Quantitative Perfusion
Richard J. Crawley, MD, BSc
Clinical Research Fellow in Cardiac MRI
King's College London
London, England, United Kingdom
Richard J. Crawley, MD, BSc
Clinical Research Fellow in Cardiac MRI
King's College London
London, England, United Kingdom
Amedeo Chiribiri, MD PhD FHEA FSCMR
Professor of Cardiovascular Imaging; Consultant Cardiologist
King's College London
London, England, United Kingdom
Xenios Milidonis, PhD
Post doctoral researcher
King's College London
London, England, United Kingdom
Karl P. Kunze, PhD
Senior Cardiac MR Scientist
Siemens Healthineers
London, England, United Kingdom
Simon Frey, MD
Cardiologist
University Hospital Basel, Switzerland
Radhouene Neji, PhD
Siemens Research Scientist
King's College London, United Kingdom
Whilst visual assessment of myocardial ischemia remains the clinical standard within stress perfusion cardiac MRI (CMR), quantitative myocardial perfusion mapping is increasingly used in the diagnosis of both epicardial and microvascular coronary artery disease (CAD). Automated inline techniques allow clinicians to accurately assess myocardial blood flow (MBF) values during CMR acquisition [1]. This study assesses the use of a prototype high-resolution cardiac perfusion sequence combined with integrated quantitative MBF mapping in routine clinical use.
Methods:
331 consecutive patients underwent stress perfusion CMR (adenosine stress 279 [84.5%]) at 3T (MAGNETOM Vida, Siemens Healthcare, Erlangen, Germany) at our tertiary center between January and August 2022 [mean age 61.9 ±12.0; mean LVEF (%) 53.4 ±12.4]. All patients were scanned using a prototype high-resolution (1.3-1.5 mm2) perfusion sequence with temporal regulation and motion-correction integrated into an iterative reconstruction [2,3]. Automated pixel-wise myocardial perfusion mapping was fully implemented within the vendor reconstruction software on the scanner system (Figure 1). Further image assessments and map segmentation were conducted using clinical reporting software (Circle, cvi42).

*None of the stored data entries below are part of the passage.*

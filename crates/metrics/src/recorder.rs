//! Metrics recorder initialization and configuration.

use {anyhow::Result, tracing::info};

/// Handle to the metrics system, providing access to exported metrics.
#[derive(Clone)]
pub struct MetricsHandle {
    #[cfg(feature = "prometheus")]
    prometheus_handle: metrics_exporter_prometheus::PrometheusHandle,
}

impl MetricsHandle {
    /// Render metrics in Prometheus text format.
    ///
    /// Returns an empty string when the `prometheus` feature is disabled.
    #[must_use]
    pub fn render(&self) -> String {
        #[cfg(feature = "prometheus")]
        {
            self.prometheus_handle.render()
        }
        #[cfg(not(feature = "prometheus"))]
        {
            String::new()
        }
    }
}

/// Configuration for the metrics system.
#[derive(Debug, Clone, Default)]
pub struct MetricsRecorderConfig {
    /// Whether metrics collection is enabled
    pub enabled: bool,
}

/// Initialize the metrics system.
///
/// Call once at startup. When the `prometheus` feature is enabled and
/// `config.enabled` is set, this installs the Prometheus recorder globally.
/// Otherwise no recorder is installed and the facade macros are no-ops.
///
/// # Errors
///
/// Returns an error if the recorder cannot be installed (e.g. one is already
/// installed).
pub fn init_metrics(config: MetricsRecorderConfig) -> Result<MetricsHandle> {
    if !config.enabled {
        info!("metrics collection is disabled");
        #[cfg(feature = "prometheus")]
        {
            let recorder = metrics_exporter_prometheus::PrometheusBuilder::new().build_recorder();
            return Ok(MetricsHandle {
                prometheus_handle: recorder.handle(),
            });
        }
        #[cfg(not(feature = "prometheus"))]
        {
            return Ok(MetricsHandle {});
        }
    }

    #[cfg(feature = "prometheus")]
    {
        let handle = init_prometheus()?;
        info!("prometheus metrics recorder initialized");
        Ok(MetricsHandle {
            prometheus_handle: handle,
        })
    }

    #[cfg(not(feature = "prometheus"))]
    {
        info!("metrics feature not enabled at compile time");
        Ok(MetricsHandle {})
    }
}

#[cfg(feature = "prometheus")]
fn init_prometheus() -> Result<metrics_exporter_prometheus::PrometheusHandle> {
    use {
        crate::{buckets, sentiment},
        metrics_exporter_prometheus::{Matcher, PrometheusBuilder},
    };

    let builder = PrometheusBuilder::new().set_buckets_for_metric(
        Matcher::Full(sentiment::REMOTE_DURATION_SECONDS.to_string()),
        &buckets::REMOTE_DURATION,
    )?;

    // install_recorder() sets the global recorder and hands back a render
    // handle without spawning an HTTP listener.
    let handle = builder.install_recorder()?;

    Ok(handle)
}
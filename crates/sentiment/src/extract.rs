//! Pull a sentiment label and score out of a Gradio reply body.
//!
//! Replies arrive either as a bare JSON document or as a server-sent event
//! stream whose `data:` lines carry the JSON. Extraction tries the body as
//! JSON first and only scans for `data:` lines when that parse fails.
//!
//! Recognised shapes:
//!
//! ```text
//! [{"sentiment": "pozitif", "score": 0.93}]   first element object
//! ["LABEL: negative"]                           first element string
//! {"sentiment": "nötr", "score": 0.5}           bare object
//! ```

use {
    serde_json::{Map, Value},
    tonality_common::{SentimentLabel, SentimentResult, types::NEUTRAL_SCORE},
};

const SENTIMENT_FIELD: &str = "sentiment";
const SCORE_FIELD: &str = "score";

/// Which framing the sentiment was recovered from.
#[derive(Debug, Clone, Copy, PartialEq, Eq)]
pub enum PayloadFormat {
    PlainJson,
    EventStream,
}

impl PayloadFormat {
    #[must_use]
    pub fn as_str(self) -> &'static str {
        match self {
            Self::PlainJson => "json",
            Self::EventStream => "event_stream",
        }
    }
}

/// Outcome of one extraction attempt.
#[derive(Debug, Clone, PartialEq)]
pub enum Extraction {
    Found {
        result: SentimentResult,
        format: PayloadFormat,
        /// Fields that were present with the wrong JSON type and fell back
        /// to their defaults.
        malformed: Vec<&'static str>,
    },
    NotFound,
}

impl Extraction {
    #[must_use]
    pub fn result(&self) -> Option<SentimentResult> {
        match self {
            Self::Found { result, .. } => Some(*result),
            Self::NotFound => None,
        }
    }

    #[must_use]
    pub fn is_found(&self) -> bool {
        matches!(self, Self::Found { .. })
    }
}

/// Extract a sentiment from a raw reply body. Never fails: malformed or
/// partial input yields [`Extraction::NotFound`].
#[must_use]
pub fn extract(payload: &str) -> Extraction {
    if let Ok(doc) = serde_json::from_str::<Value>(payload) {
        return interpret(&doc, PayloadFormat::PlainJson);
    }

    let Some(joined) = event_stream_data(payload) else {
        return Extraction::NotFound;
    };
    match serde_json::from_str::<Value>(&joined) {
        Ok(doc) => interpret(&doc, PayloadFormat::EventStream),
        Err(_) => Extraction::NotFound,
    }
}

/// Concatenate the trimmed contents of every `data:` line, in order and with
/// no separator. `None` when the payload has no non-empty `data:` line.
fn event_stream_data(payload: &str) -> Option<String> {
    let mut joined = String::new();
    let mut matched = false;
    for line in payload.lines() {
        let Some(content) = line.strip_prefix("data:").map(str::trim) else {
            continue;
        };
        if content.is_empty() {
            continue;
        }
        matched = true;
        joined.push_str(content);
    }
    matched.then_some(joined)
}

fn interpret(doc: &Value, format: PayloadFormat) -> Extraction {
    match doc {
        Value::Array(items) => match items.first() {
            Some(Value::Object(fields)) => read_fields(fields, format),
            Some(Value::String(raw)) => Extraction::Found {
                result: SentimentResult::new(SentimentLabel::from_label_text(raw), NEUTRAL_SCORE),
                format,
                malformed: Vec::new(),
            },
            _ => Extraction::NotFound,
        },
        Value::Object(fields)
            if fields.contains_key(SENTIMENT_FIELD) || fields.contains_key(SCORE_FIELD) =>
        {
            read_fields(fields, format)
        },
        _ => Extraction::NotFound,
    }
}

fn read_fields(fields: &Map<String, Value>, format: PayloadFormat) -> Extraction {
    let mut result = SentimentResult::neutral();
    let mut malformed = Vec::new();

    match fields.get(SENTIMENT_FIELD) {
        Some(Value::String(raw)) => result.label = SentimentLabel::from_label_text(raw),
        Some(_) => malformed.push(SENTIMENT_FIELD),
        None => {},
    }
    match fields.get(SCORE_FIELD).map(Value::as_f64) {
        Some(Some(score)) => result.score = score,
        Some(None) => malformed.push(SCORE_FIELD),
        None => {},
    }

    Extraction::Found {
        result,
        format,
        malformed,
    }
}

#[allow(clippy::unwrap_used, clippy::expect_used)]
#[cfg(test)]
mod tests {
    use super::*;

    fn found(payload: &str) -> SentimentResult {
        extract(payload)
            .result()
            .unwrap_or_else(|| panic!("expected a sentiment in {payload:?}"))
    }

    #[test]
    fn array_of_objects() {
        let r = found(r#"[{"sentiment":"pozitif","score":0.9}]"#);
        assert_eq!(r, SentimentResult::new(SentimentLabel::Positive, 0.9));
    }

    #[test]
    fn bare_object() {
        let r = found(r#"{"sentiment":"negatif","score":0.1}"#);
        assert_eq!(r, SentimentResult::new(SentimentLabel::Negative, 0.1));
    }

    #[test]
    fn event_stream_matches_direct_form() {
        let direct = extract(r#"[{"sentiment":"negatif","score":0.2}]"#);
        let streamed = extract("data: [{\"sentiment\":\"negatif\",\"score\":0.2}]\n\n");
        assert_eq!(streamed.result(), direct.result());
        assert_eq!(
            streamed.result(),
            Some(SentimentResult::new(SentimentLabel::Negative, 0.2))
        );
        assert!(matches!(
            streamed,
            Extraction::Found {
                format: PayloadFormat::EventStream,
                ..
            }
        ));
    }

    #[test]
    fn gradio_complete_event() {
        let body = "event: complete\r\ndata: [{\"sentiment\": \"pozitif\", \"score\": 0.97, \"confidence\": 0.97}]\r\n\r\n";
        assert_eq!(
            found(body),
            SentimentResult::new(SentimentLabel::Positive, 0.97)
        );
    }

    #[test]
    fn data_lines_are_concatenated_in_order() {
        let body = "event: generating\ndata: [{\"sentiment\":\ndata:   \"negatif\", \"score\": 0.3}]  \n\n";
        assert_eq!(
            found(body),
            SentimentResult::new(SentimentLabel::Negative, 0.3)
        );
    }

    #[test]
    fn first_string_element_is_scanned() {
        assert_eq!(
            found(r#"["Sonuç: POZİTİF değil, positive"]"#).label,
            SentimentLabel::Positive
        );
        let r = found(r#"["label: Negative"]"#);
        assert_eq!(r, SentimentResult::new(SentimentLabel::Negative, 0.5));
        assert_eq!(found(r#"["nötr"]"#), SentimentResult::neutral());
    }

    #[test]
    fn missing_fields_default() {
        assert_eq!(found(r#"[{"score":0.8}]"#), SentimentResult::new(SentimentLabel::Neutral, 0.8));
        assert_eq!(found(r#"[{"sentiment":"pozitif"}]"#).score, 0.5);
        assert_eq!(found(r#"[{}]"#), SentimentResult::neutral());
    }

    #[test]
    fn wrong_typed_fields_are_reported_and_defaulted() {
        let extraction = extract(r#"{"sentiment": 1, "score": "high"}"#);
        assert_eq!(
            extraction,
            Extraction::Found {
                result: SentimentResult::neutral(),
                format: PayloadFormat::PlainJson,
                malformed: vec!["sentiment", "score"],
            }
        );
    }

    #[test]
    fn score_is_not_clamped() {
        assert_eq!(found(r#"{"sentiment":"pozitif","score":3}"#).score, 3.0);
    }

    #[test]
    fn unrecognised_shapes_are_not_found() {
        for payload in [
            "[]",
            "[42]",
            "[null]",
            "null",
            "0.5",
            "\"pozitif\"",
            r#"{"error": "Space is sleeping"}"#,
        ] {
            assert_eq!(extract(payload), Extraction::NotFound, "{payload}");
        }
    }

    #[test]
    fn garbage_is_not_found() {
        assert_eq!(extract("not json at all"), Extraction::NotFound);
        assert_eq!(extract(""), Extraction::NotFound);
        assert_eq!(extract("data: {broken"), Extraction::NotFound);
        assert_eq!(extract("event: error\ndata: null\n\n"), Extraction::NotFound);
        assert_eq!(extract("event: heartbeat\ndata:\n\n"), Extraction::NotFound);
    }

    #[test]
    fn data_prefix_must_start_the_line() {
        assert_eq!(
            extract("  data: {\"sentiment\":\"pozitif\"}"),
            Extraction::NotFound
        );
    }
}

Results: A total of 129 patients [39.0%] were diagnosed with inducible ischemia on visual assessment. Of those, 95 [73.6%] were thought to have epicardial CAD. Only 11 of these patients [11.6%] received coronary intervention following detection of epicardial ischemia (9 percutaneous coronary intervention; 2 coronary artery bypass surgery). 9 patients diagnosed with epicardial ischemia received invasive fractional flow reserve (FFR) assessment of one or more coronary artery. 14 patients without ischemia on CMR had FFR assessment within 6 months of their scan.
Inline sequence motion-correction was successful in 314 patients [94.9%], with automated perfusion maps being generated in 309 patients [93.4%]. In patients with no visual evidence of ischemia and normal FFR ( >0.80), MBF values were within accepted normal ranges [global stress MBF 3.36 ±0.69 ml/g/min; global rest MBF 1.53 ±0.31 ml/g/min; global myocardial perfusion reserve (MPR) 2.23 ±0.43]. Coronary territorial segmented stress MBF/MPR values were significantly lower in corresponding FFR-positive (≤0.80) areas [mean MBF 2.49 ±0.69 ml/g/min; mean MPR 1.57 ±0.71] compared with FFR-negative coronary territories [mean MBF 3.14 ±0.71 ml/g/min, p = 0.027; mean MPR 2.19 ±0.44, p = 0.006]. Figure 2 demonstrates the correlation between FFR and MBF/MPR of the corresponding coronary territory.
Conclusion:
High-resolution myocardial perfusion imaging with scanner-integrated quantitative mapping can provide inline assessment of diagnostically significant coronary ischemia with high reporter confidence. Quantitative perfusion values can be easily measured and segmented during routine clinical reporting, augmenting visual interpretation of inducible ischemia.